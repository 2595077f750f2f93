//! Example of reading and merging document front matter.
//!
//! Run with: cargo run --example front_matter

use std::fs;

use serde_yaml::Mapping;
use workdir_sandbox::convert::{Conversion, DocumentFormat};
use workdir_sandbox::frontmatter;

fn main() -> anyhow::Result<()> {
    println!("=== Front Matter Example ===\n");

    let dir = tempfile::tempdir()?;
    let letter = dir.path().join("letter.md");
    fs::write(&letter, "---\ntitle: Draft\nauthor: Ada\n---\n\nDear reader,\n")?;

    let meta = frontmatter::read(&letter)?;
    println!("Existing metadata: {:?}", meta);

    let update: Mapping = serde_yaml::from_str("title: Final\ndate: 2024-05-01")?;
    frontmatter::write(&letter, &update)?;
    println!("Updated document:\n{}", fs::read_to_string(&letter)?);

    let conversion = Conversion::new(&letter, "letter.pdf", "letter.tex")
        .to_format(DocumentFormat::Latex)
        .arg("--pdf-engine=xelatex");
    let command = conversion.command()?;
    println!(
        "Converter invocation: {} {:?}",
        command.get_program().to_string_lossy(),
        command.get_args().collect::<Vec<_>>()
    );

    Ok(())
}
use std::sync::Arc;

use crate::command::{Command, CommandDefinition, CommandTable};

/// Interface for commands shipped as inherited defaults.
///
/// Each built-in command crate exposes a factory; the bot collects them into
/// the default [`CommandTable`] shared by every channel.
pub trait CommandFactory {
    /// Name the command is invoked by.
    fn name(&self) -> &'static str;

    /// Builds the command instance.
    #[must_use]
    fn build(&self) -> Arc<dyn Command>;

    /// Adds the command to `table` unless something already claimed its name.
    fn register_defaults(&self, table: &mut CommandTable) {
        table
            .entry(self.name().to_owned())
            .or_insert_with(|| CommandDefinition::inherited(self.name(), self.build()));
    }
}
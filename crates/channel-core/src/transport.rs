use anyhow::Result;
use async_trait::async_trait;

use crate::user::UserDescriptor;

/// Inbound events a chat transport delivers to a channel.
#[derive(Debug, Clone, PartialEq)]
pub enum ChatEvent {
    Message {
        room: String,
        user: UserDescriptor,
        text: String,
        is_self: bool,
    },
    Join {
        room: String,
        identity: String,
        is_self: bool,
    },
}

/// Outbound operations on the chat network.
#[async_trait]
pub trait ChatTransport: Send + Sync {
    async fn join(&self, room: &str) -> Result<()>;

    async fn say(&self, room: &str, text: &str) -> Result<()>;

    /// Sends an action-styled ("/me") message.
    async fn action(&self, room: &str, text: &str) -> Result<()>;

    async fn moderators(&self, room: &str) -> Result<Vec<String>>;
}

--

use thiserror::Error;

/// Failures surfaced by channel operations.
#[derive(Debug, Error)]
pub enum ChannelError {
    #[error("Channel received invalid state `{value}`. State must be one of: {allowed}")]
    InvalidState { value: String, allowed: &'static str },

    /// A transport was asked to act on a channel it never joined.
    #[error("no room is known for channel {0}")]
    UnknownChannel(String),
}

Instructions for the task: Set down again, word for word, the stretch of records from the line with "by every channel." to the line with "use async_trait::async_trait;", both of those lines included.

Response area:
/// the default [`CommandTable`] shared by every channel.
pub trait CommandFactory {
    /// Name the command is invoked by.
    fn name(&self) -> &'static str;

    /// Builds the command instance.
    #[must_use]
    fn build(&self) -> Arc<dyn Command>;

    /// Adds the command to `table` unless something already claimed its name.
    fn register_defaults(&self, table: &mut CommandTable) {
        table
            .entry(self.name().to_owned())
            .or_insert_with(|| CommandDefinition::inherited(self.name(), self.build()));
    }
}
filename crates/channel-core/src/transport.rs
use anyhow::Result;
use async_trait::async_trait;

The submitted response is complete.